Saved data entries
┄┄┄┄┄┄┄┄┄┄

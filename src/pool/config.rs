use crate::transaction::RetryPolicy;
use serde::{Deserialize, Serialize};
use std::time::Duration;

/// Session pool configuration
///
/// Immutable once handed to [`SessionPool::new`](super::SessionPool::new).
#[derive(Debug, Clone, PartialEq, Serialize, Deserialize)]
#[serde(default)]
pub struct PoolConfig {
    /// Live sessions the maintainer keeps around at all times
    pub min_sessions: usize,

    /// Hard ceiling on concurrently live sessions
    pub max_sessions: usize,

    /// Sessions created per growth burst
    pub inc_step: usize,

    /// Initial share of ReadWritePrepared sessions; adapts to demand afterwards
    pub write_sessions_fraction: f64,

    /// Number of recent acquires the write fraction effectively averages over
    pub demand_window: usize,

    /// Let a writer take an idle read-only session and upgrade it
    pub allow_upgrade: bool,

    /// Ping sessions that saw no activity for this long
    pub keep_alive_interval: Duration,

    /// Destroy sessions above `min_sessions` unused for this long
    pub max_idle: Duration,

    /// Period of the background maintainer
    pub maintenance_interval: Duration,

    /// Longest a caller waits in `acquire` before `PoolExhausted`
    pub acquire_timeout: Duration,

    /// Deadline of a transaction when the caller gives none
    pub transaction_deadline: Duration,

    /// First delay after a failed growth burst
    pub create_backoff_base: Duration,

    /// Cap on the delay between failed growth bursts
    pub create_backoff_max: Duration,

    /// Backoff between aborted transaction attempts
    pub retry: RetryPolicy,
}

impl PoolConfig {
    pub fn new() -> Self {
        Self {
            min_sessions: 25,
            max_sessions: 100,
            inc_step: 25,
            write_sessions_fraction: 0.2,
            demand_window: 100,
            allow_upgrade: true,
            keep_alive_interval: Duration::from_secs(30 * 60),
            max_idle: Duration::from_secs(60 * 60),
            maintenance_interval: Duration::from_secs(60),
            acquire_timeout: Duration::from_secs(30),
            transaction_deadline: Duration::from_secs(60),
            create_backoff_base: Duration::from_secs(1),
            create_backoff_max: Duration::from_secs(32),
            retry: RetryPolicy::default(),
        }
    }

    /// Parse a configuration document; missing fields keep their defaults.
    ///
    /// # Examples
    ///
    /// ```
    /// # use sessionpool::PoolConfig;
    /// let config = PoolConfig::from_json(r#"{ "min_sessions": 2, "max_sessions": 8 }"#).unwrap();
    /// assert_eq!(config.max_sessions, 8);
    /// assert_eq!(config.inc_step, 25);
    /// ```
    pub fn from_json(json: &str) -> Result<Self, String> {
        serde_json::from_str(json).map_err(|e| format!("Invalid pool configuration: {}", e))
    }

    pub fn min_sessions(mut self, min: usize) -> Self {
        self.min_sessions = min;
        self
    }

    pub fn max_sessions(mut self, max: usize) -> Self {
        self.max_sessions = max;
        self
    }

    pub fn inc_step(mut self, step: usize) -> Self {
        self.inc_step = step;
        self
    }

    pub fn write_sessions_fraction(mut self, fraction: f64) -> Self {
        self.write_sessions_fraction = fraction;
        self
    }

    pub fn demand_window(mut self, window: usize) -> Self {
        self.demand_window = window;
        self
    }

    pub fn allow_upgrade(mut self, allow: bool) -> Self {
        self.allow_upgrade = allow;
        self
    }

    pub fn keep_alive_interval(mut self, interval: Duration) -> Self {
        self.keep_alive_interval = interval;
        self
    }

    pub fn max_idle(mut self, max_idle: Duration) -> Self {
        self.max_idle = max_idle;
        self
    }

    pub fn maintenance_interval(mut self, interval: Duration) -> Self {
        self.maintenance_interval = interval;
        self
    }

    pub fn acquire_timeout(mut self, timeout: Duration) -> Self {
        self.acquire_timeout = timeout;
        self
    }

    pub fn transaction_deadline(mut self, deadline: Duration) -> Self {
        self.transaction_deadline = deadline;
        self
    }

    pub fn create_backoff(mut self, base: Duration, max: Duration) -> Self {
        self.create_backoff_base = base;
        self.create_backoff_max = max;
        self
    }

    pub fn retry(mut self, retry: RetryPolicy) -> Self {
        self.retry = retry;
        self
    }

    /// Delay before the next growth attempt after `failures` consecutive failures
    pub(crate) fn create_backoff_after(&self, failures: u32) -> Duration {
        let base = self.create_backoff_base;
        let cap = self.create_backoff_max.max(base);

        let mut backoff = base;
        for _ in 1..failures {
            backoff = backoff.saturating_mul(2).min(cap);
        }
        backoff
    }

    /// Validate configuration
    pub fn validate(&self) -> Result<(), String> {
        if self.max_sessions == 0 {
            return Err("max_sessions must be > 0".to_string());
        }

        if self.min_sessions > self.max_sessions {
            return Err("min_sessions cannot exceed max_sessions".to_string());
        }

        if self.inc_step == 0 {
            return Err("inc_step must be > 0".to_string());
        }

        if !(0.0..=1.0).contains(&self.write_sessions_fraction) {
            return Err("write_sessions_fraction must be within [0, 1]".to_string());
        }

        if self.demand_window == 0 {
            return Err("demand_window must be > 0".to_string());
        }

        if self.maintenance_interval.is_zero() {
            return Err("maintenance_interval must be > 0".to_string());
        }

        if self.acquire_timeout.is_zero() {
            return Err("acquire_timeout must be > 0".to_string());
        }

        if self.transaction_deadline.is_zero() {
            return Err("transaction_deadline must be > 0".to_string());
        }

        self.retry.validate()
    }
}

impl Default for PoolConfig {
    fn default() -> Self {
        Self::new()
    }
}

#[cfg(test)]
mod tests {
    use super::*;

    #[test]
    fn test_default_config() {
        let config = PoolConfig::default();
        assert_eq!(config.min_sessions, 25);
        assert_eq!(config.max_sessions, 100);
        assert_eq!(config.inc_step, 25);
        assert!(config.allow_upgrade);
        assert!(config.validate().is_ok());
    }

    #[test]
    fn test_builder_pattern() {
        let config = PoolConfig::new()
            .min_sessions(0)
            .max_sessions(4)
            .inc_step(2)
            .allow_upgrade(false)
            .acquire_timeout(Duration::from_millis(250));

        assert_eq!(config.min_sessions, 0);
        assert_eq!(config.max_sessions, 4);
        assert_eq!(config.inc_step, 2);
        assert!(!config.allow_upgrade);
        assert_eq!(config.acquire_timeout, Duration::from_millis(250));
    }

    #[test]
    fn test_validate() {
        assert!(PoolConfig::new().max_sessions(0).validate().is_err());
        assert!(
            PoolConfig::new()
                .min_sessions(10)
                .max_sessions(5)
                .validate()
                .is_err()
        );
        assert!(PoolConfig::new().inc_step(0).validate().is_err());
        assert!(
            PoolConfig::new()
                .write_sessions_fraction(1.5)
                .validate()
                .is_err()
        );
        assert!(
            PoolConfig::new()
                .acquire_timeout(Duration::ZERO)
                .validate()
                .is_err()
        );
    }

    #[test]
    fn test_create_backoff_doubles_until_cap() {
        let config = PoolConfig::new()
            .create_backoff(Duration::from_millis(100), Duration::from_millis(350));

        assert_eq!(config.create_backoff_after(1), Duration::from_millis(100));
        assert_eq!(config.create_backoff_after(2), Duration::from_millis(200));
        assert_eq!(config.create_backoff_after(3), Duration::from_millis(350));
        assert_eq!(config.create_backoff_after(10), Duration::from_millis(350));
    }

    #[test]
    fn test_from_json_keeps_defaults() {
        let config = PoolConfig::from_json(
            r#"{ "min_sessions": 1, "max_sessions": 3, "allow_upgrade": false }"#,
        )
        .unwrap();

        assert_eq!(config.min_sessions, 1);
        assert_eq!(config.max_sessions, 3);
        assert!(!config.allow_upgrade);
        assert_eq!(config.demand_window, 100);
    }

    #[test]
    fn test_from_json_rejects_garbage() {
        assert!(PoolConfig::from_json("min_sessions = 1").is_err());
    }
}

┄┄┄┄┄┄┄┄┄┄

### Work instructions:
Each entry shown above is to be duplicated exactly.

### Written answer:
filename src/pool/config.rs
use crate::transaction::RetryPolicy;
use serde::{Deserialize, Serialize};
use std::time::Duration;

/// Session pool configuration
///
/// Immutable once handed to [`SessionPool::new`](super::SessionPool::new).
#[derive(Debug, Clone, PartialEq, Serialize, Deserialize)]
#[serde(default)]
pub struct PoolConfig {
    /// Live sessions the maintainer keeps around at all times
    pub min_sessions: usize,

    /// Hard ceiling on concurrently live sessions
    pub max_sessions: usize,

    /// Sessions created per growth burst
    pub inc_step: usize,

    /// Initial share of ReadWritePrepared sessions; adapts to demand afterwards
    pub write_sessions_fraction: f64,

    /// Number of recent acquires the write fraction effectively averages over
    pub demand_window: usize,

    /// Let a writer take an idle read-only session and upgrade it
    pub allow_upgrade: bool,

    /// Ping sessions that saw no activity for this long
    pub keep_alive_interval: Duration,

    /// Destroy sessions above `min_sessions` unused for this long
    pub max_idle: Duration,

    /// Period of the background maintainer
    pub maintenance_interval: Duration,

    /// Longest a caller waits in `acquire` before `PoolExhausted`
    pub acquire_timeout: Duration,

    /// Deadline of a transaction when the caller gives none
    pub transaction_deadline: Duration,

    /// First delay after a failed growth burst
    pub create_backoff_base: Duration,

    /// Cap on the delay between failed growth bursts
    pub create_backoff_max: Duration,

    /// Backoff between aborted transaction attempts
    pub retry: RetryPolicy,
}

impl PoolConfig {
    pub fn new() -> Self {
        Self {
            min_sessions: 25,
            max_sessions: 100,
            inc_step: 25,
            write_sessions_fraction: 0.2,
            demand_window: 100,
            allow_upgrade: true,
            keep_alive_interval: Duration::from_secs(30 * 60),
            max_idle: Duration::from_secs(60 * 60),
            maintenance_interval: Duration::from_secs(60),
            acquire_timeout: Duration::from_secs(30),
            transaction_deadline: Duration::from_secs(60),
            create_backoff_base: Duration::from_secs(1),
            create_backoff_max: Duration::from_secs(32),
            retry: RetryPolicy::default(),
        }
    }

    /// Parse a configuration document; missing fields keep their defaults.
    ///
    /// # Examples
    ///
    /// ```
    /// # use sessionpool::PoolConfig;
    /// let config = PoolConfig::from_json(r#"{ "min_sessions": 2, "max_sessions": 8 }"#).unwrap();
    /// assert_eq!(config.max_sessions, 8);
    /// assert_eq!(config.inc_step, 25);
    /// ```
    pub fn from_json(json: &str) -> Result<Self, String> {
        serde_json::from_str(json).map_err(|e| format!("Invalid pool configuration: {}", e))
    }

    pub fn min_sessions(mut self, min: usize) -> Self {
        self.min_sessions = min;
        self
    }

    pub fn max_sessions(mut self, max: usize) -> Self {
        self.max_sessions = max;
        self
    }

    pub fn inc_step(mut self, step: usize) -> Self {
        self.inc_step = step;
        self
    }

    pub fn write_sessions_fraction(mut self, fraction: f64) -> Self {
        self.write_sessions_fraction = fraction;
        self
    }

    pub fn demand_window(mut self, window: usize) -> Self {
        self.demand_window = window;
        self
    }

    pub fn allow_upgrade(mut self, allow: bool) -> Self {
        self.allow_upgrade = allow;
        self
    }

    pub fn keep_alive_interval(mut self, interval: Duration) -> Self {
        self.keep_alive_interval = interval;
        self
    }

    pub fn max_idle(mut self, max_idle: Duration) -> Self {
        self.max_idle = max_idle;
        self
    }

    pub fn maintenance_interval(mut self, interval: Duration) -> Self {
        self.maintenance_interval = interval;
        self
    }

    pub fn acquire_timeout(mut self, timeout: Duration) -> Self {
        self.acquire_timeout = timeout;
        self
    }

    pub fn transaction_deadline(mut self, deadline: Duration) -> Self {
        self.transaction_deadline = deadline;
        self
    }

    pub fn create_backoff(mut self, base: Duration, max: Duration) -> Self {
        self.create_backoff_base = base;
        self.create_backoff_max = max;
        self
    }

    pub fn retry(mut self, retry: RetryPolicy) -> Self {
        self.retry = retry;
        self
    }

    /// Delay before the next growth attempt after `failures` consecutive failures
    pub(crate) fn create_backoff_after(&self, failures: u32) -> Duration {
        let base = self.create_backoff_base;
        let cap = self.create_backoff_max.max(base);

        let mut backoff = base;
        for _ in 1..failures {
            backoff = backoff.saturating_mul(2).min(cap);
        }
        backoff
    }

    /// Validate configuration
    pub fn validate(&self) -> Result<(), String> {
        if self.max_sessions == 0 {
            return Err("max_sessions must be > 0".to_string());
        }

        if self.min_sessions > self.max_sessions {
            return Err("min_sessions cannot exceed max_sessions".to_string());
        }

        if self.inc_step == 0 {
            return Err("inc_step must be > 0".to_string());
        }

        if !(0.0..=1.0).contains(&self.write_sessions_fraction) {
            return Err("write_sessions_fraction must be within [0, 1]".to_string());
        }

        if self.demand_window == 0 {
            return Err("demand_window must be > 0".to_string());
        }

        if self.maintenance_interval.is_zero() {
            return Err("maintenance_interval must be > 0".to_string());
        }

        if self.acquire_timeout.is_zero() {
            return Err("acquire_timeout must be > 0".to_string());
        }

        if self.transaction_deadline.is_zero() {
            return Err("transaction_deadline must be > 0".to_string());
        }

        self.retry.validate()
    }
}

impl Default for PoolConfig {
    fn default() -> Self {
        Self::new()
    }
}

#[cfg(test)]
mod tests {
    use super::*;

    #[test]
    fn test_default_config() {
        let config = PoolConfig::default();
        assert_eq!(config.min_sessions, 25);
        assert_eq!(config.max_sessions, 100);
        assert_eq!(config.inc_step, 25);
        assert!(config.allow_upgrade);
        assert!(config.validate().is_ok());
    }

    #[test]
    fn test_builder_pattern() {
        let config = PoolConfig::new()
            .min_sessions(0)
            .max_sessions(4)
            .inc_step(2)
            .allow_upgrade(false)
            .acquire_timeout(Duration::from_millis(250));

        assert_eq!(config.min_sessions, 0);
        assert_eq!(config.max_sessions, 4);
        assert_eq!(config.inc_step, 2);
        assert!(!config.allow_upgrade);
        assert_eq!(config.acquire_timeout, Duration::from_millis(250));
    }

    #[test]
    fn test_validate() {
        assert!(PoolConfig::new().max_sessions(0).validate().is_err());
        assert!(
            PoolConfig::new()
                .min_sessions(10)
                .max_sessions(5)
                .validate()
                .is_err()
        );
        assert!(PoolConfig::new().inc_step(0).validate().is_err());
        assert!(
            PoolConfig::new()
                .write_sessions_fraction(1.5)
                .validate()
                .is_err()
        );
        assert!(
            PoolConfig::new()
                .acquire_timeout(Duration::ZERO)
                .validate()
                .is_err()
        );
    }

    #[test]
    fn test_create_backoff_doubles_until_cap() {
        let config = PoolConfig::new()
            .create_backoff(Duration::from_millis(100), Duration::from_millis(350));

        assert_eq!(config.create_backoff_after(1), Duration::from_millis(100));
        assert_eq!(config.create_backoff_after(2), Duration::from_millis(200));
        assert_eq!(config.create_backoff_after(3), Duration::from_millis(350));
        assert_eq!(config.create_backoff_after(10), Duration::from_millis(350));
    }

    #[test]
    fn test_from_json_keeps_defaults() {
        let config = PoolConfig::from_json(
            r#"{ "min_sessions": 1, "max_sessions": 3, "allow_upgrade": false }"#,
        )
        .unwrap();

        assert_eq!(config.min_sessions, 1);
        assert_eq!(config.max_sessions, 3);
        assert!(!config.allow_upgrade);
        assert_eq!(config.demand_window, 100);
    }

    #[test]
    fn test_from_json_rejects_garbage() {
        assert!(PoolConfig::from_json("min_sessions = 1").is_err());
    }
}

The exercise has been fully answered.